The original predictive model was created during 2010 to 2014 to predict United States Medical Licensing Examination (USMLE) Step 1 scores. D.V.L. was teaching neuroscience at Touro College of Osteopathic Medicine and was seeking a way to reduce competition within the medical student cohort after a student died by suicide. Rather than students competing with their peers, D.V.L. wanted medical students to compete against historical data collected from previous medical students who passed the Step 1 exam.

The original predictive model used linear regression and relied on an exam question categorization system. Categories are based on PHSU’s medical school program objectives, USMLE systems and disciplines, Liaison Committee on Medical Education and Accreditation Council for Graduate Medical Education standards, and other elements. Students’ exam performance is the primary data source. This original model was used during academic advising sessions with students; however, the system was built as a prototype and needed more modern technologies for scaling.

The second phase of development was from 2015 to 2022 and focused on modernizing the infrastructure and algorithm underlying the predictive model. The algorithm includes multiple steps and recursive calculations. These calculations result in the Tiber Performance Value (TPV). The TPV is applied to machine learning models to estimate a midpoint (predicted Step 1 score) within a range. This estimated score was used for internal conversations by faculty, administrations, and staff at PHSU. However, we resisted providing the predicted score to MSMS and medical students because of the potential for demotivation, overinterpretation, and other issues. For example, receiving a predicted score of 235 would be good news to most PHSU medical and MSMS students. However, that score might give them a false sense of security, resulting in them not working as hard. In contrast, a student receiving a predicted score of 165 might lose all confidence and even quit. Thus, we purposely looked for an opportunity to share the prediction without giving a specific score. The Step 1 exam change to pass/fail in early 2022 afforded that opportunity.

In 2022, the predictive model was adapted to pass/fail. The adaptation was centered on a pass/fail strata system that estimates the probability of an MSMS or medical student passing the Step 1 exam. There are 5 strata: will pass, likely pass, borderline, at risk, and high risk. In contrast, the previous model used various types of regression models offered by machine learning. The predictive model has undergone rigorous validity testing described in the outcomes section.

Phase 3: Pilot testing and adoption by medical school admissions committees.
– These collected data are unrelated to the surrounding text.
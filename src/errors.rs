//! Engine-level error taxonomy.
//!
//! Module-local errors (`LedgerError`, `TokenError`, `OracleError`,
//! `StoreError`) live with their modules and fold into `EngineError` via
//! `#[from]`. Every failing engine operation is atomic: no partial state
//! survives, and nothing is retried internally.

use crate::oracle::OracleError;
use crate::store::StoreError;
use crate::table::ledger::LedgerError;
use crate::table::types::{Amount, RequestId, RoundId};
use crate::token::TokenError;
use thiserror::Error;

pub type EngineResult<T> = Result<T, EngineError>;

#[derive(Debug, Error)]
pub enum EngineError {
    #[error("caller is not authorized for this operation")]
    Unauthorized,

    #[error("round {0} is not open")]
    RoundNotOpen(RoundId),

    #[error("round {0} is not closed")]
    RoundNotClosed(RoundId),

    #[error("round {0} is not locked")]
    RoundNotLocked(RoundId),

    #[error("round {0} cannot be opened")]
    RoundNotOpenable(RoundId),

    #[error("invalid number {0}: the wheel is 0..=36")]
    InvalidNumber(u8),

    #[error("bet amount must be greater than zero")]
    ZeroAmount,

    #[error("bet batch is empty")]
    EmptyBatch,

    #[error("amount arithmetic overflowed")]
    AmountOverflow,

    #[error("cumulative bet {cumulative} on number {number} exceeds max bet {max_bet}")]
    MaxBetExceeded {
        number: u8,
        cumulative: Amount,
        max_bet: Amount,
    },

    #[error(
        "cannot payout winnings: {aggregate} staked on number {number} \
         needs {required} but the engine holds {balance}"
    )]
    CannotPayoutWinnings {
        number: u8,
        aggregate: Amount,
        required: Amount,
        balance: Amount,
    },

    #[error("insufficient funds to pay {payout}: engine holds {balance}")]
    InsufficientPayoutFunds { payout: Amount, balance: Amount },

    #[error("no winnings to collect")]
    NoWinnings,

    #[error("no spin result has been delivered")]
    NoSpinResult,

    #[error("randomness request mismatch: expected {expected}, got {delivered}")]
    RequestMismatch {
        expected: RequestId,
        delivered: RequestId,
    },

    #[error("asset transfer failed: {0}")]
    TransferFailed(#[from] TokenError),

    #[error("ledger error: {0}")]
    Ledger(#[from] LedgerError),

    #[error("oracle error: {0}")]
    Oracle(#[from] OracleError),

    #[error("store error: {0}")]
    Store(#[from] StoreError),
}

#[cfg(test)]
mod tests {
    use super::*;

    #[test]
    fn test_sub_errors_fold_into_engine_error() {
        fn ledger_op() -> Result<(), LedgerError> {
            Err(LedgerError::ZeroStake)
        }
        fn engine_op() -> EngineResult<()> {
            ledger_op()?;
            Ok(())
        }

        assert!(matches!(
            engine_op(),
            Err(EngineError::Ledger(LedgerError::ZeroStake))
        ));
    }

    #[test]
    fn test_messages_carry_context() {
        let err = EngineError::MaxBetExceeded {
            number: 7,
            cumulative: 501,
            max_bet: 500,
        };
        assert_eq!(
            err.to_string(),
            "cumulative bet 501 on number 7 exceeds max bet 500"
        );

        let err = EngineError::RequestMismatch {
            expected: 3,
            delivered: 9,
        };
        assert!(err.to_string().contains("expected 3"));
    }
}
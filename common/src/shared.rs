use core::sync::atomic::{AtomicBool, AtomicU32, AtomicU8, Ordering};

use crate::{
    config::SetpointSettings,
    menu::MenuState,
    setpoint::{SetpointState, SetpointStore},
    types::{RelayState, TemperatureSample},
};

// A quiet NaN no probe driver produces; marks "disconnected" in the cell.
const DISCONNECTED_BITS: u32 = 0x7fc0_dead;

#[derive(Debug)]
pub struct SampleCell(AtomicU32);

impl SampleCell {
    pub fn new() -> Self {
        Self(AtomicU32::new(DISCONNECTED_BITS))
    }

    pub fn load(&self) -> TemperatureSample {
        match self.0.load(Ordering::Acquire) {
            DISCONNECTED_BITS => TemperatureSample::Disconnected,
            bits => TemperatureSample::Valid(f32::from_bits(bits)),
        }
    }

    pub fn store(&self, sample: TemperatureSample) {
        let bits = match sample {
            TemperatureSample::Valid(celsius) if celsius.is_finite() => celsius.to_bits(),
            _ => DISCONNECTED_BITS,
        };
        self.0.store(bits, Ordering::Release);
    }
}

impl Default for SampleCell {
    fn default() -> Self {
        Self::new()
    }
}

#[derive(Debug)]
pub struct SharedState {
    pub setpoints: SetpointStore,
    temperature: SampleCell,
    relay_on: AtomicBool,
    menu: AtomicU8,
}

#[derive(Debug, Clone, Copy, PartialEq)]
pub struct StatusSnapshot {
    pub temperature: TemperatureSample,
    pub setpoint: SetpointState,
    pub relay: RelayState,
    pub menu: MenuState,
}

impl SharedState {
    pub fn new(settings: &SetpointSettings) -> Self {
        Self {
            setpoints: SetpointStore::new(settings),
            temperature: SampleCell::new(),
            relay_on: AtomicBool::new(false),
            menu: AtomicU8::new(MenuState::Inactive.to_u8()),
        }
    }

    pub fn temperature(&self) -> TemperatureSample {
        self.temperature.load()
    }

    pub fn relay(&self) -> RelayState {
        RelayState::from(self.relay_on.load(Ordering::Acquire))
    }

    pub fn menu(&self) -> MenuState {
        MenuState::from_u8(self.menu.load(Ordering::Acquire))
    }

    pub fn snapshot(&self) -> StatusSnapshot {
        StatusSnapshot {
            temperature: self.temperature(),
            setpoint: self.setpoints.get(),
            relay: self.relay(),
            menu: self.menu(),
        }
    }

    pub(crate) fn publish_temperature(&self, sample: TemperatureSample) {
        self.temperature.store(sample);
    }

    pub(crate) fn publish_relay(&self, relay: RelayState) {
        self.relay_on.store(relay.is_on(), Ordering::Release);
    }

    pub(crate) fn publish_menu(&self, menu: MenuState) {
        self.menu.store(menu.to_u8(), Ordering::Release);
    }
}

#[cfg(test)]
mod tests {
    use super::*;

    #[test]
    fn sample_cell_keeps_disconnected_apart_from_readings() {
        let cell = SampleCell::new();
        assert_eq!(cell.load(), TemperatureSample::Disconnected);

        cell.store(TemperatureSample::Valid(-3.25));
        assert_eq!(cell.load(), TemperatureSample::Valid(-3.25));

        cell.store(TemperatureSample::Disconnected);
        assert_eq!(cell.load(), TemperatureSample::Disconnected);
    }

    #[test]
    fn boots_idle_with_relay_off() {
        let shared = SharedState::new(&SetpointSettings::default());
        let snapshot = shared.snapshot();

        assert_eq!(snapshot.relay, RelayState::Off);
        assert_eq!(snapshot.menu, MenuState::Inactive);
        assert_eq!(snapshot.temperature, TemperatureSample::Disconnected);
    }
}
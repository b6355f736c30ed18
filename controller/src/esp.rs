use core::convert::TryInto;
use std::{
    sync::Arc,
    thread,
    time::{Duration, Instant},
};

use anyhow::{anyhow, Context};
use ds18b20::Ds18b20;
use embedded_svc::{
    http::{Headers, Method},
    io::{Read, Write},
    wifi::{AuthMethod, ClientConfiguration, Configuration},
};
use esp_idf_hal::{
    delay::Ets,
    gpio::{
        AnyIOPin, AnyInputPin, AnyOutputPin, IOPin, Input, InputOutput, InputPin, InterruptType,
        Output, OutputPin, PinDriver, Pull,
    },
};
use esp_idf_svc::{
    eventloop::EspSystemEventLoop,
    hal::{modem::Modem, prelude::Peripherals},
    http::server::{Configuration as HttpConfiguration, EspHttpServer},
    log::EspLogger,
    nvs::EspDefaultNvsPartition,
    wifi::{BlockingWifi, EspWifi},
};
use log::{debug, info, warn};
use one_wire_bus::{Address, OneWire};
use serde::Serialize;

use regulator_common::{
    config::NetworkConfig, render_status_page, Button, ButtonInbox, DataPayload, MenuOutcome,
    MenuState, Millis, ProbeLink, ProbeLinkChange, Regulator, RegulatorError, RegulatorTick,
    RelayState, RuntimeConfig, SettingsResponse, SettingsUpdate, SharedState, TemperatureSample,
};

const DS18B20_PIN: i32 = 4;
const MAX_HTTP_BODY: usize = 1024;
const CONVERSION_TIME: Duration = Duration::from_millis(750);

type HttpRequest<'r, 'c> =
    esp_idf_svc::http::server::Request<&'r mut esp_idf_svc::http::server::EspHttpConnection<'c>>;

// Conversions run in the background; the loop never waits 750 ms on the bus.
struct Probe {
    one_wire: OneWire<PinDriver<'static, AnyIOPin, InputOutput>>,
    address: Option<Address>,
    conversion_started: Option<Instant>,
    last: TemperatureSample,
    delay: Ets,
}

impl Probe {
    fn new(pin: AnyIOPin) -> anyhow::Result<Self> {
        let mut one_wire_pin = PinDriver::input_output_od(pin)?;
        one_wire_pin.set_pull(Pull::Up)?;
        one_wire_pin.set_high()?;

        let one_wire = OneWire::new(one_wire_pin)
            .map_err(|err| anyhow!("failed to initialize one-wire bus: {err:?}"))?;

        let mut probe = Self {
            one_wire,
            address: None,
            conversion_started: None,
            last: TemperatureSample::Disconnected,
            delay: Ets,
        };
        probe.refresh_address();
        Ok(probe)
    }

    fn poll(&mut self) -> TemperatureSample {
        match self.conversion_started {
            None => self.start_conversion(),
            Some(started) if started.elapsed() >= CONVERSION_TIME => {
                self.conversion_started = None;
                self.last = self.read_converted();
                self.start_conversion();
            }
            Some(_) => {}
        }
        self.last
    }

    fn refresh_address(&mut self) {
        let mut first: Option<Address> = None;
        let mut device_count = 0_u32;

        for addr in self.one_wire.devices(false, &mut self.delay) {
            match addr {
                Ok(address) => {
                    device_count = device_count.saturating_add(1);
                    if first.is_none() && address.family_code() == ds18b20::FAMILY_CODE {
                        first = Some(address);
                    }
                }
                Err(err) => {
                    warn!("one-wire device scan failed: {err:?}");
                    break;
                }
            }
        }

        self.address = first;
        match self.address {
            Some(address) => info!(
                "DS18B20 ready on GPIO{DS18B20_PIN} ({device_count} one-wire device(s), using {address:?})"
            ),
            None => warn!(
                "no DS18B20 found on GPIO{DS18B20_PIN} ({device_count} one-wire device(s) detected)"
            ),
        }
    }

    fn start_conversion(&mut self) {
        if self.address.is_none() {
            self.refresh_address();
        }
        if self.address.is_none() {
            self.last = TemperatureSample::Disconnected;
            return;
        }

        match ds18b20::start_simultaneous_temp_measurement(&mut self.one_wire, &mut self.delay) {
            Ok(()) => self.conversion_started = Some(Instant::now()),
            Err(err) => {
                warn!("failed to start DS18B20 conversion: {err:?}");
                self.address = None;
                self.last = TemperatureSample::Disconnected;
            }
        }
    }

    fn read_converted(&mut self) -> TemperatureSample {
        let Some(address) = self.address else {
            return TemperatureSample::Disconnected;
        };
        let sensor = match Ds18b20::new::<core::convert::Infallible>(address) {
            Ok(sensor) => sensor,
            Err(err) => {
                warn!("invalid DS18B20 address {address:?}: {err:?}");
                self.address = None;
                return TemperatureSample::Disconnected;
            }
        };

        match sensor.read_data(&mut self.one_wire, &mut self.delay) {
            Ok(data) => {
                debug!("[DS18B20] Temperature: {:.2}°C", data.temperature);
                TemperatureSample::from_celsius(data.temperature)
            }
            Err(err) => {
                warn!("failed to read DS18B20 data: {err:?}");
                self.address = None;
                TemperatureSample::Disconnected
            }
        }
    }
}
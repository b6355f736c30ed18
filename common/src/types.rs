use serde::{Deserialize, Serialize};

use crate::clock::Millis;

pub const DEVICE_DISCONNECTED_C: f32 = -127.0;

#[derive(Debug, Clone, Copy, PartialEq)]
pub enum TemperatureSample {
    Valid(f32),
    Disconnected,
}

impl TemperatureSample {
    pub fn from_celsius(raw_c: f32) -> Self {
        if !raw_c.is_finite() || raw_c == DEVICE_DISCONNECTED_C {
            Self::Disconnected
        } else {
            Self::Valid(raw_c)
        }
    }
}

#[derive(Debug, Clone, Copy, PartialEq)]
pub enum ProbeLinkChange {
    Connected(f32),
    Lost,
}

// Starts unlinked, so "no reading yet" at boot is not reported as a loss.
#[derive(Debug, Clone, Copy, Default)]
pub struct ProbeLink {
    connected: bool,
}

impl ProbeLink {
    pub fn observe(&mut self, sample: TemperatureSample) -> Option<ProbeLinkChange> {
        match (self.connected, sample) {
            (false, TemperatureSample::Valid(celsius)) => {
                self.connected = true;
                Some(ProbeLinkChange::Connected(celsius))
            }
            (true, TemperatureSample::Disconnected) => {
                self.connected = false;
                Some(ProbeLinkChange::Lost)
            }
            _ => None,
        }
    }
}

#[derive(Debug, Clone, Copy, PartialEq, Eq, Default, Serialize, Deserialize)]
#[serde(rename_all = "UPPERCASE")]
pub enum RelayState {
    On,
    #[default]
    Off,
}

impl RelayState {
    pub fn is_on(self) -> bool {
        self == Self::On
    }

    pub fn as_str(self) -> &'static str {
        match self {
            Self::On => "ON",
            Self::Off => "OFF",
        }
    }
}

impl From<bool> for RelayState {
    fn from(on: bool) -> Self {
        if on {
            Self::On
        } else {
            Self::Off
        }
    }
}

#[derive(Debug, Clone, Copy, PartialEq, Eq, Serialize, Deserialize)]
#[serde(rename_all = "lowercase")]
pub enum Button {
    Up,
    Down,
    Set,
}

impl Button {
    pub const ALL: [Button; 3] = [Button::Up, Button::Down, Button::Set];

    pub fn index(self) -> usize {
        match self {
            Self::Up => 0,
            Self::Down => 1,
            Self::Set => 2,
        }
    }

    pub fn as_str(self) -> &'static str {
        match self {
            Self::Up => "up",
            Self::Down => "down",
            Self::Set => "set",
        }
    }

    pub fn from_command(command: &str) -> Option<Self> {
        match command.trim().to_ascii_lowercase().as_str() {
            "u" | "up" | "+" => Some(Self::Up),
            "d" | "down" | "-" => Some(Self::Down),
            "s" | "set" => Some(Self::Set),
            _ => None,
        }
    }
}

#[derive(Debug, Clone, Copy, PartialEq, Eq)]
pub struct ButtonEvent {
    pub button: Button,
    pub at_ms: Millis,
}

impl ButtonEvent {
    pub fn new(button: Button, at_ms: Millis) -> Self {
        Self { button, at_ms }
    }
}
The third phase is currently underway and consists of working with faculty, administrators, and stakeholders across the PHSU. These efforts include conducting workshops and webinars to increase understanding of how the predictive analytics platform can support early alerts, academic advising, and medical school admissions. The goal of this phase is earning adoption from the medical school admissions committee of the predictive analytics through a process of communication and transparency.

Outcomes

Phase 1 evaluation

A significant difference was found when comparing the mean MCAT scores between direct (mean score, 498.7) and MSMS (mean score, 490.2) groups for medical school cohorts that started between 2017 and 2021 (P = .002). A significant difference was found when comparing the mean undergraduate grade point averages (GPAs) between direct (mean GPA, 3.68) and MSMS (mean GPA, 3.46) groups for years 2021 to 2025 (P = .001). No difference was found between the percentage of first-generation students when comparing the 2 groups: 34 direct students (10.1%) and 11 MSMS students (10.8%). No differences were found when comparing the mean USMLE Step 1 scores for both groups: direct (mean score, 217.8) and MSMS (mean score, 217.4) students (P = .46). A 2-tailed, 2-sample t-test assuming unequal variances was used to test for significance.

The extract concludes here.